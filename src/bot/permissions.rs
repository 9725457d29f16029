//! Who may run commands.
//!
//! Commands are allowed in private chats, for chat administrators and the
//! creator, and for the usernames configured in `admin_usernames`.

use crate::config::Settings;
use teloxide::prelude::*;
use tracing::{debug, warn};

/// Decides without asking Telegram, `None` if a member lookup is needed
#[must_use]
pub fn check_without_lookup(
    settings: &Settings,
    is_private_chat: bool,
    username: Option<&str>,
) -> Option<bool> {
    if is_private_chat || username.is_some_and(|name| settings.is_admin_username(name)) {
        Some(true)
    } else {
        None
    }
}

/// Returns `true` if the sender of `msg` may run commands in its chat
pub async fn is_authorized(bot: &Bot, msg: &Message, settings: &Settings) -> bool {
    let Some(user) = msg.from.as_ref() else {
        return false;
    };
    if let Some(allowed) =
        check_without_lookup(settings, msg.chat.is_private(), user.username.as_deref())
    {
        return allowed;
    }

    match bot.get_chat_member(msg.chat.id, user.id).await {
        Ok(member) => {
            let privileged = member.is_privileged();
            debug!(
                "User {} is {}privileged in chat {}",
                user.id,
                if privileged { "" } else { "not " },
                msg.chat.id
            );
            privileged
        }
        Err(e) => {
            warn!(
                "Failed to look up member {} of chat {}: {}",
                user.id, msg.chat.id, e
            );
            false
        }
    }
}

| TASK TO COMPLETE |
Copy each line exactly, from the line containing "return false;" down to the last line of the material, and no other lines.

| ANSWER TO THIS PROBLEM |
        return false;
    };
    if let Some(allowed) =
        check_without_lookup(settings, msg.chat.is_private(), user.username.as_deref())
    {
        return allowed;
    }

    match bot.get_chat_member(msg.chat.id, user.id).await {
        Ok(member) => {
            let privileged = member.is_privileged();
            debug!(
                "User {} is {}privileged in chat {}",
                user.id,
                if privileged { "" } else { "not " },
                msg.chat.id
            );
            privileged
        }
        Err(e) => {
            warn!(
                "Failed to look up member {} of chat {}: {}",
                user.id, msg.chat.id, e
            );
            false
        }
    }
}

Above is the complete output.